McMullen called the diocese's first synod in 1882 to set its procedures and regulations. In September 1882, he founded St. Ambrose, a seminary and school of commerce for young men in Davenport. It is today St. Ambrose University. McMullen's health soon failed, however. He attempted to travel to Rome for medical treatment, but was too sick to sail out of New York City.
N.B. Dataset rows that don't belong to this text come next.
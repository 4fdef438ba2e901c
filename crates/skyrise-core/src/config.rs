//! Simulation configuration.
//!
//! Every section has a `Default` reproducing the built-in ruleset, and every
//! field is `#[serde(default)]`, so a JSON file only needs to name the values
//! it overrides.

use serde::{Deserialize, Serialize};

use crate::clock::{default_schedule, ScheduleRule};
use crate::error::ConfigError;
use crate::tenants::TenantTable;

/// Top-level configuration for a `TowerEngine`
#[derive(Debug, Clone, Serialize, Deserialize)]
#[serde(default)]
pub struct SimConfig {
    pub grid: GridConfig,
    pub elevator: ElevatorConfig,
    pub passenger: PassengerConfig,
    pub clock: ClockConfig,
    pub costs: CostConfig,
    pub tenants: TenantTable,
    pub schedule: Vec<ScheduleRule>,
    /// Seed for every independent trial drawn by the engine
    pub seed: u64,
}

impl Default for SimConfig {
    fn default() -> Self {
        Self {
            grid: GridConfig::default(),
            elevator: ElevatorConfig::default(),
            passenger: PassengerConfig::default(),
            clock: ClockConfig::default(),
            costs: CostConfig::default(),
            tenants: TenantTable::default(),
            schedule: default_schedule(),
            seed: 0x5eed,
        }
    }
}

#[derive(Debug, Clone, Serialize, Deserialize)]
#[serde(default)]
pub struct GridConfig {
    /// Tiles per floor row
    pub width: i32,
    pub tile_px: f32,
    pub floor_height_px: f32,
    /// Highest buildable floor
    pub max_floor: i32,
    /// Number of basement floors allowed below the lobby
    pub basement_floors: i32,
}

impl Default for GridConfig {
    fn default() -> Self {
        Self {
            width: 48,
            tile_px: 16.0,
            floor_height_px: 48.0,
            max_floor: 30,
            basement_floors: 5,
        }
    }
}

#[derive(Debug, Clone, Serialize, Deserialize)]
#[serde(default)]
pub struct ElevatorConfig {
    /// Vertical car speed in pixels per second
    pub car_speed_px: f32,
    pub capacity: usize,
    pub max_cars_per_shaft: usize,
}

impl Default for ElevatorConfig {
    fn default() -> Self {
        Self {
            car_speed_px: 120.0,
            capacity: 8,
            max_cars_per_shaft: 4,
        }
    }
}

#[derive(Debug, Clone, Serialize, Deserialize)]
#[serde(default)]
pub struct PassengerConfig {
    /// Walking speed in pixels per second
    pub walk_speed_px: f32,
    /// Gap between queue slots
    pub queue_spacing_px: f32,
    /// Horizontal gap between riders in a car
    pub rider_spacing_px: f32,
    pub max_stress: f32,
    /// Stress accrued per second of waiting
    pub stress_rate: f32,
    /// Accrual multiplier near a security office
    pub security_multiplier: f32,
    /// Floors within which a security office calms waiting people
    pub security_radius: i32,
    /// Accrual multiplier for parents while a daycare has children
    pub childcare_multiplier: f32,
    /// Distance past the left boundary where exiting people are removed
    pub exit_margin_px: f32,
}

impl Default for PassengerConfig {
    fn default() -> Self {
        Self {
            walk_speed_px: 48.0,
            queue_spacing_px: 6.0,
            rider_spacing_px: 4.0,
            max_stress: 100.0,
            stress_rate: 2.0,
            security_multiplier: 0.5,
            security_radius: 2,
            childcare_multiplier: 0.75,
            exit_margin_px: 32.0,
        }
    }
}

#[derive(Debug, Clone, Serialize, Deserialize)]
#[serde(default)]
pub struct ClockConfig {
    /// Game minutes that pass per real second
    pub minutes_per_second: f64,
    /// Hour of day when the simulation starts
    pub start_hour: f64,
    /// Fixed simulation step in real seconds
    pub tick_seconds: f32,
}

impl Default for ClockConfig {
    fn default() -> Self {
        Self {
            minutes_per_second: 1.0,
            start_hour: 6.0,
            tick_seconds: 1.0 / 30.0,
        }
    }
}

#[derive(Debug, Clone, Serialize, Deserialize)]
#[serde(default)]
pub struct CostConfig {
    pub floor: i64,
    pub basement_floor: i64,
    pub shaft: i64,
    pub service_shaft: i64,
    pub car: i64,
    /// Per newly covered floor when a shaft is extended
    pub extension_per_floor: i64,
    /// Fraction of money invested in a shaft returned on demolish
    pub refund_ratio: f64,
}

impl Default for CostConfig {
    fn default() -> Self {
        Self {
            floor: 5_000,
            basement_floor: 10_000,
            shaft: 20_000,
            service_shaft: 15_000,
            car: 8_000,
            extension_per_floor: 2_000,
            refund_ratio: 0.5,
        }
    }
}

impl SimConfig {
    /// Parse a JSON config and validate it
    pub fn from_json(json: &str) -> Result<Self, ConfigError> {
        let config: SimConfig = serde_json::from_str(json)?;
        config.validate()?;
        Ok(config)
    }

    pub fn to_json(&self) -> Result<String, ConfigError> {
        Ok(serde_json::to_string_pretty(self)?)
    }

    pub fn validate(&self) -> Result<(), ConfigError> {
        let invalid = |msg: &str| Err(ConfigError::Invalid(msg.to_string()));

        if self.grid.width < 4 {
            return invalid("grid.width must be at least 4");
        }
        if self.grid.tile_px <= 0.0 || self.grid.floor_height_px <= 0.0 {
            return invalid("grid pixel sizes must be positive");
        }
        if self.grid.max_floor < 0 || self.grid.basement_floors < 0 {
            return invalid("grid floor bounds must not be negative");
        }
        if self.elevator.car_speed_px <= 0.0 {
            return invalid("elevator.car_speed_px must be positive");
        }
        if self.elevator.capacity == 0 || self.elevator.max_cars_per_shaft == 0 {
            return invalid("elevator capacity and max cars must be at least 1");
        }
        if self.passenger.walk_speed_px <= 0.0 {
            return invalid("passenger.walk_speed_px must be positive");
        }
        if self.passenger.max_stress <= 0.0 || self.passenger.stress_rate < 0.0 {
            return invalid("passenger stress settings out of range");
        }
        if self.clock.tick_seconds <= 0.0 || self.clock.minutes_per_second < 0.0 {
            return invalid("clock rates out of range");
        }
        if !(0.0..=1.0).contains(&self.costs.refund_ratio) {
            return invalid("costs.refund_ratio must be within 0..=1");
        }
        for rule in self.tenants.rules() {
            if rule.width < 1 || rule.width > self.grid.width {
                return Err(ConfigError::Invalid(format!(
                    "tenant {} width {} does not fit the grid",
                    rule.kind, rule.width
                )));
            }
        }
        for rule in &self.schedule {
            if !rule.window.is_valid() || !(0.0..=1.0).contains(&rule.probability) {
                return Err(ConfigError::Invalid(format!(
                    "schedule rule for {} has an invalid window or probability",
                    rule.kind
                )));
            }
        }
        Ok(())
    }
}

#[cfg(test)]
mod tests {
    use super::*;

    #[test]
    fn test_default_config_is_valid() {
        assert!(SimConfig::default().validate().is_ok());
    }

    #[test]
    fn test_partial_json_overrides_defaults() {
        let config = SimConfig::from_json(r#"{ "elevator": { "capacity": 3 }, "seed": 7 }"#)
            .expect("config should parse");
        assert_eq!(config.elevator.capacity, 3);
        assert_eq!(config.seed, 7);
        assert_eq!(config.grid.width, GridConfig::default().width);
        assert!(!config.schedule.is_empty());
    }

    #[test]
    fn test_invalid_values_rejected() {
        let err = SimConfig::from_json(r#"{ "elevator": { "capacity": 0 } }"#).unwrap_err();
        assert!(matches!(err, ConfigError::Invalid(_)));

        let err = SimConfig::from_json("{ not json").unwrap_err();
        assert!(matches!(err, ConfigError::Parse(_)));
    }

    #[test]
    fn test_round_trips_through_json() {
        let json = SimConfig::default().to_json().unwrap();
        let parsed = SimConfig::from_json(&json).unwrap();
        assert_eq!(parsed.tenants.rules().count(), 9);
    }
}
//! Common components used across multiple entity types.

use serde::{Deserialize, Serialize};

/// Spatial position component, in building pixel space
#[derive(Debug, Clone, Copy, Default, Serialize, Deserialize, PartialEq)]
pub struct Position {
    /// Floor the entity is on (while riding: the car's floor)
    pub floor: i32,
    /// Horizontal pixel position
    pub x: f32,
    /// Vertical pixel position, floor 0 at y = 0, increasing upward
    pub y: f32,
}

impl Position {
    pub fn new(floor: i32, x: f32, y: f32) -> Self {
        Self { floor, x, y }
    }

    /// Move horizontally toward `target` by at most `step`.
    /// Returns true once the target is reached.
    pub fn walk_toward(&mut self, target: f32, step: f32) -> bool {
        let diff = target - self.x;
        if diff.abs() <= step {
            self.x = target;
            true
        } else {
            self.x += diff.signum() * step;
            false
        }
    }
}

#[cfg(test)]
mod tests {
    use super::*;

    #[test]
    fn test_walk_arrives() {
        let mut pos = Position::new(0, 0.0, 0.0);
        assert!(!pos.walk_toward(10.0, 4.0));
        assert_eq!(pos.x, 4.0);
        assert!(!pos.walk_toward(10.0, 4.0));
        assert!(pos.walk_toward(10.0, 4.0));
        assert_eq!(pos.x, 10.0);
    }

    #[test]
    fn test_walk_left() {
        let mut pos = Position::new(0, 5.0, 0.0);
        assert!(!pos.walk_toward(-5.0, 3.0));
        assert_eq!(pos.x, 2.0);
    }
}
He also traveled to California, where he fell gravely ill.

=== Death and legacy ===
On July 4, 1883, John McMullen died from stomach cancer in Davenport, having served as bishop for less than two years.

Archbishop Feehan celebrated the requiem mass for McMullen and Bishop Spalding preached the sermon. McMullen was initially buried in the crypt of St. Margaret's Cathedral, but his body was transferred to the crypt of Sacred Heart Cathedral after it was built. His remains were eventually moved to the Bishop's Circle of Mt. Calvary Cemetery in Davenport. McMullen Hall, a classroom building at St. Ambrose, was named in his honor.